Sixty miles west of Boston, Massachusetts there is the small New England town of Sturbridge. Located at the junction of I-90 (The Mass Pike), and I-84 it has become known as the "Crossroads of New England". The town was first settled over 300 years ago, and like other small New England towns it has grown just enough over the years to be in a difficult place today. How do we embrace the future without forgetting how we got to our present? How do we attract the right kind of growth, and maintain who we are? And, what about our culture out here in Central Massachusetts?
These pages will cause one to think about how to protect what we have, our future direction, and how to move on in the very best way.
Those thoughts, and other ramblings, will hopefully inspire more thought, conversation, action, and occasionally a smile...
...seems to be working so far
Friday, January 28, 2011
Twelve inches plus.
I grabbed the shovel, and started taking the snow from one place, and putting it in another. Silly really, but transferring snow is all the rage this winter, and I like being one of the "in crowd".
About 45 minutes into the process I saw a pickup truck with a plow begin to attack the neighbors driveway across the street.
I broke the standing high jump record as I bounded over the snow bank, and ran across the street to the truck.
"If you have time, could you...?"
"I'll write you a check..."
"No, I'll be right over."
And, he was. He pushed the snow bank that was three feet tall, and twenty feet wide, out of the way in about four passes. It would have taken me until Saturday to clear it. My hero then left, went back to the other driveway, and when he was done there, he came back to mine and pushed more snow out of the way!!
Thank you anonymous snowplow operator man. Thank you for saving my back.
Normally I don't mind shoveling, but after so much snow, it is not that I am getting tired, or sore, it is just that I have run out of space to put the snow.
I have no place left to put the snow, and quite frankly, unless we get a major January thaw, I'm screwed.
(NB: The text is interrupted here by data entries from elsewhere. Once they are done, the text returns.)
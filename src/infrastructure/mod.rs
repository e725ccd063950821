pub mod config;
pub mod credential_store;
pub mod error;
pub mod local_store;
pub mod logging;
pub mod remote_http;
pub mod remote_store;
pub mod storage;
pub mod text_generation;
Now, here's a thought, and money making one, too. Maybe the DPW could offer their services, on a per diem basis, to help residents clear the mountains of snow from the ends of their driveways, much like they do to clear intersections of snow piles that obstruct a drivers view. A scoop, or two, with a front end loader into a waiting dump truck for $50.00, or so, would be well worth it. As it stands now, I guide Mary out into the street when I am home, but when I am at work all I can do is pray she is able to back out safely.
I am also praying for an early spring.